■ Task requirements: Word for word, transcribe the material below from its first line to the line with "notice shall be", both included.

======

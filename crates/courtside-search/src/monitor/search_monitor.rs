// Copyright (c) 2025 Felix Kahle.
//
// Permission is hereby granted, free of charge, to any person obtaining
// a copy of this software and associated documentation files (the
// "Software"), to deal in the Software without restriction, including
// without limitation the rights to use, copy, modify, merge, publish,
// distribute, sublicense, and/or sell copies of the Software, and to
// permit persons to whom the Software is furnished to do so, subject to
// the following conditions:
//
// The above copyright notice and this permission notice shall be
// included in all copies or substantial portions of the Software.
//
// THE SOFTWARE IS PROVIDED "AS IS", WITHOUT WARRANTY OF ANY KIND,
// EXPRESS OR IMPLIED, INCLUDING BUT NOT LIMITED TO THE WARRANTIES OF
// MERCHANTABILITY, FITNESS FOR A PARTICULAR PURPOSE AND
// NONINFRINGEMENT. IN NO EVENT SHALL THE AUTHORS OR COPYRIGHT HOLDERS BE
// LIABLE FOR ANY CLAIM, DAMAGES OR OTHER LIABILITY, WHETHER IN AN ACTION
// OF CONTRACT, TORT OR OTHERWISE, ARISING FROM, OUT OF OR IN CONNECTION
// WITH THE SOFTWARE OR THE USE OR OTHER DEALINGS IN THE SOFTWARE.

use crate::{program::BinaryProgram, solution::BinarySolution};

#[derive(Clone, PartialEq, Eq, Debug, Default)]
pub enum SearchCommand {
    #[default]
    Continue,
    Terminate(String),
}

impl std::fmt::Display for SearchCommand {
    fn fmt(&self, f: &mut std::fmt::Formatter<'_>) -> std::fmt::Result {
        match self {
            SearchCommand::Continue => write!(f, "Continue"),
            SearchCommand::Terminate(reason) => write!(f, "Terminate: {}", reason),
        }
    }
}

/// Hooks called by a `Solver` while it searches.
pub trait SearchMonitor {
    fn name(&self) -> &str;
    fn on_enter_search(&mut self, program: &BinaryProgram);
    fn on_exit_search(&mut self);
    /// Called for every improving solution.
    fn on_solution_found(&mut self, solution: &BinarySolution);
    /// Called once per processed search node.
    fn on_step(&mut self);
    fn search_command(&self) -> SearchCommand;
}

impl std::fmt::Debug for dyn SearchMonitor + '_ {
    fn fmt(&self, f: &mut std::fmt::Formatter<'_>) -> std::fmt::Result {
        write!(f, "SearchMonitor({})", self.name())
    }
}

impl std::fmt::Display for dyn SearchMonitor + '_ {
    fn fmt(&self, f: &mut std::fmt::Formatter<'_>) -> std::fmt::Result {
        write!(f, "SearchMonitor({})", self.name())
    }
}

======

■ Response to this task:
filename crates/courtside-search/src/monitor/search_monitor.rs
// Copyright (c) 2025 Felix Kahle.
//
// Permission is hereby granted, free of charge, to any person obtaining
// a copy of this software and associated documentation files (the
// "Software"), to deal in the Software without restriction, including
// without limitation the rights to use, copy, modify, merge, publish,
// distribute, sublicense, and/or sell copies of the Software, and to
// permit persons to whom the Software is furnished to do so, subject to
// the following conditions:
//
// The above copyright notice and this permission notice shall be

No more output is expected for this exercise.